The rigidity of ideas regarding right and wrong cannot only crop up in areas of criminal law, but can also be applied to areas such as sexual standards and political ideology. It is during adolescence that many young people start to experiment with their sexual independence. Persons with OCPD often derive a strict code for not only their own sexual practices, but also for the sexual practices of those who are important to them. It is not uncommon that this code is imposed in a harsh and rejected attitude towards people who do not live within that social code. These attitudes not only apply to sex but also to drug use.

It is during this time in life that adolescents become aware of their potentially independent political views. It is not uncommon that people with obsessive-compulsive personality disorder become more vehement and extremely passionate about their political and religious views. Once again, others can often perceive these qualities as really strong convictions and a strong sense of identity. There exists a clear differentiation between someone who’s passionate about an idea compared to someone who’s rigid and adamant about an idea. Within the home, obsessive-compulsive disorder can manifest itself through obstinate decisiveness and can result in division between parents and child or between siblings. To illustrate, I work with a person whose religion dictated that grown women were not allowed to sing. This person grew up in a household where a younger female family member, enjoyed singing. Although the law allows for children to sing, he held this belief so rigidly, he would become physically violent toward the family member when she would sing.

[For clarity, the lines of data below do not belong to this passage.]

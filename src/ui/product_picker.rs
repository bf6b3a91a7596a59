use std::time::{Duration, Instant};

use crossterm::event::{KeyCode, KeyEvent};
use tui::{
    backend::Backend,
    layout::{Constraint, Direction, Layout},
    style::{Color, Modifier, Style},
    widgets::{Block, Borders, Cell, Clear, Paragraph, Row, Table, TableState},
    Frame,
};

use crate::models::{Page, Product};
use crate::ui::centered_rect;
use crate::ui::components::search_input::SearchInputState;

const SEARCH_DEBOUNCE: Duration = Duration::from_millis(300);

/// Searchable, paged product selection modal owned by the invoice wizard.
/// Services display "service" in the stock column; physical products show
/// their stock on hand.
pub struct ProductPickerState {
    search: SearchInputState,
    products: Vec<Product>,
    table_state: TableState,
    page: usize,
    total_pages: usize,
    is_loading: bool,
}

pub enum ProductPickerAction {
    Cancel,
    Select(Product),
    Search(String),
    LoadNextPage,
}

impl ProductPickerState {
    pub fn new() -> Self {
        Self {
            search: SearchInputState::new(),
            products: Vec::new(),
            table_state: TableState::default(),
            page: 0,
            total_pages: 0,
            is_loading: false,
        }
    }

    pub fn committed_search(&self) -> Option<&str> {
        let committed = self.search.committed();
        if committed.is_empty() {
            None
        } else {
            Some(committed)
        }
    }

    pub fn begin_loading(&mut self) {
        self.is_loading = true;
    }

    pub fn finish_loading(&mut self) {
        self.is_loading = false;
    }

    pub fn page(&self) -> usize {
        self.page
    }

    pub fn reset_with(&mut self, page: Page<Product>) {
        self.page = page.page;
        self.total_pages = page.total_pages;
        self.products = page.items;
        self.table_state = TableState::default();
        if !self.products.is_empty() {
            self.table_state.select(Some(0));
        }
    }

    pub fn append(&mut self, page: Page<Product>) {
        self.page = page.page;
        self.total_pages = page.total_pages;
        self.products.extend(page.items);
    }

    pub fn has_more(&self) -> bool {
        self.page < self.total_pages
    }

    fn at_end(&self) -> bool {
        match self.table_state.selected() {
            Some(i) => i + 1 >= self.products.len(),
            None => true,
        }
    }

    fn next(&mut self) {
        if self.products.is_empty() {
            return;
        }
        let i = match self.table_state.selected() {
            Some(i) => (i + 1).min(self.products.len() - 1),
            None => 0,
        };
        self.table_state.select(Some(i));
    }

    fn previous(&mut self) {
        if self.products.is_empty() {
            return;
        }
        let i = match self.table_state.selected() {
            Some(i) => i.saturating_sub(1),
            None => 0,
        };
        self.table_state.select(Some(i));
    }

    pub fn selected_product(&self) -> Option<&Product> {
        self.table_state
            .selected()
            .and_then(|i| self.products.get(i))
    }

    pub fn handle_input(&mut self, key: Option<KeyEvent>) -> Option<ProductPickerAction> {
        let Some(key) = key else {
            return self
                .search
                .take_ready(Instant::now(), SEARCH_DEBOUNCE)
                .map(ProductPickerAction::Search);
        };

        match key.code {
            KeyCode::Esc => Some(ProductPickerAction::Cancel),
            KeyCode::Enter => self
                .selected_product()
                .cloned()
                .map(ProductPickerAction::Select),
            KeyCode::Up => {
                self.previous();
                None
            }
            KeyCode::Down => {
                if self.at_end() && self.has_more() && !self.is_loading {
                    Some(ProductPickerAction::LoadNextPage)
                } else {
                    self.next();
                    None
                }
            }
            KeyCode::Char(_) | KeyCode::Backspace => {
                self.search.handle_input(key.code);
                None
            }
            _ => None,
        }
    }
}

fn stock_cell(product: &Product) -> String {
    if product.is_service {
        "service".to_string()
    } else {
        format!("{:.0}", product.stock)
    }
}

pub fn render_product_picker<B: Backend>(frame: &mut Frame<B>, state: &mut ProductPickerState) {
    let area = centered_rect(80, 70, frame.size());
    frame.render_widget(Clear, area);

    let title = if state.is_loading {
        "Add Product (loading...)"
    } else {
        "Add Product"
    };
    let outer = Block::default().title(title).borders(Borders::ALL);
    let inner = outer.inner(area);
    frame.render_widget(outer, area);

    let chunks = Layout::default()
        .direction(Direction::Vertical)
        .constraints([
            Constraint::Length(3),
            Constraint::Min(3),
            Constraint::Length(1),
        ])
        .split(inner);

    let search = Paragraph::new(state.search.display_string())
        .block(Block::default().title("Search").borders(Borders::ALL));
    frame.render_widget(search, chunks[0]);

    let header_cells = ["Code", "Name", "Price", "Stock"]
        .iter()
        .map(|h| Cell::from(*h).style(Style::default().fg(Color::Yellow)));
    let header = Row::new(header_cells).height(1);

    let rows = state.products.iter().map(|product| {
        Row::new(vec![
            Cell::from(product.code.as_str()),
            Cell::from(product.name.as_str()),
            Cell::from(format!("{:.2}", product.price)),
            Cell::from(stock_cell(product)),
        ])
        .height(1)
    });

    let table = Table::new(rows)
        .header(header)
        .highlight_style(
            Style::default()
                .bg(Color::Blue)
                .fg(Color::White)
                .add_modifier(Modifier::BOLD),
        )
        .widths(&[
            Constraint::Percentage(15),
            Constraint::Percentage(45),
            Constraint::Percentage(20),
            Constraint::Percentage(20),
        ]);
    frame.render_stateful_widget(table, chunks[1], &mut state.table_state);

    let help = Paragraph::new("Type to search | Enter - Add to invoice | Esc - Cancel")
        .style(Style::default().fg(Color::Gray));
    frame.render_widget(help, chunks[2]);
}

Although an almost universal derivative of religion is to provide a sense of meaning to life and guidelines for living a spiritually strong existence, persons with OCPD often take religion and turn it into oppression. Within OCPD, there on occasion exists a manifestation referred to as scrupulosity. Scrupulosity is the unhealthy adherence to a strict moral code, which manifests itself well beyond the intent of the religious practice. Scrupulosity is also a manifestation of obsessive-compulsive disorder, when prayers need to be repeated until they are achieving a perfect soundness or a perfect pronunciation. Scrupulosity also manifests itself in secular law by being overly conscientious and avoiding any behavior which might, in any conceivable way, violate state or federal laws.

It is very important to recognize the difference between the obsessive compulsive personality disorder and the anxiety disorder of OCD. Although in many ways there are a number of crossovers, the two conditions are distinctly different. A case that comes to mind is a young woman who had cleaned her apartment for hours. Her goal in cleaning was not to protect herself from deadly germs, or to protect others from the harm of disease, but to keep her apartment in absolutely immaculate condition because dirt is “wrong”, and cleanliness is next to “godliness”. On the surface, her cleaning rituals might seem to be a classic form of OCD, but in this case they are not. Just because something involves a cleaning ritual, it does not necessarily imply that it involves the experience of anxiety.

 

There is a tremendous need to differentiate between OCD and OCPD because the treatment for each disorder is extraordinarily distinct and different. As is well-documented, treatment for OCD involves a consistent exposure and response prevention paradigm. Although an exposure-based paradigm for OCPD has been demonstrated to have some benefit on the overall condition, the nature of OCPD is driven by a perfectionistic and rigid style of thinking, and therefore a person’s cognitions are much more paramount to take into consideration.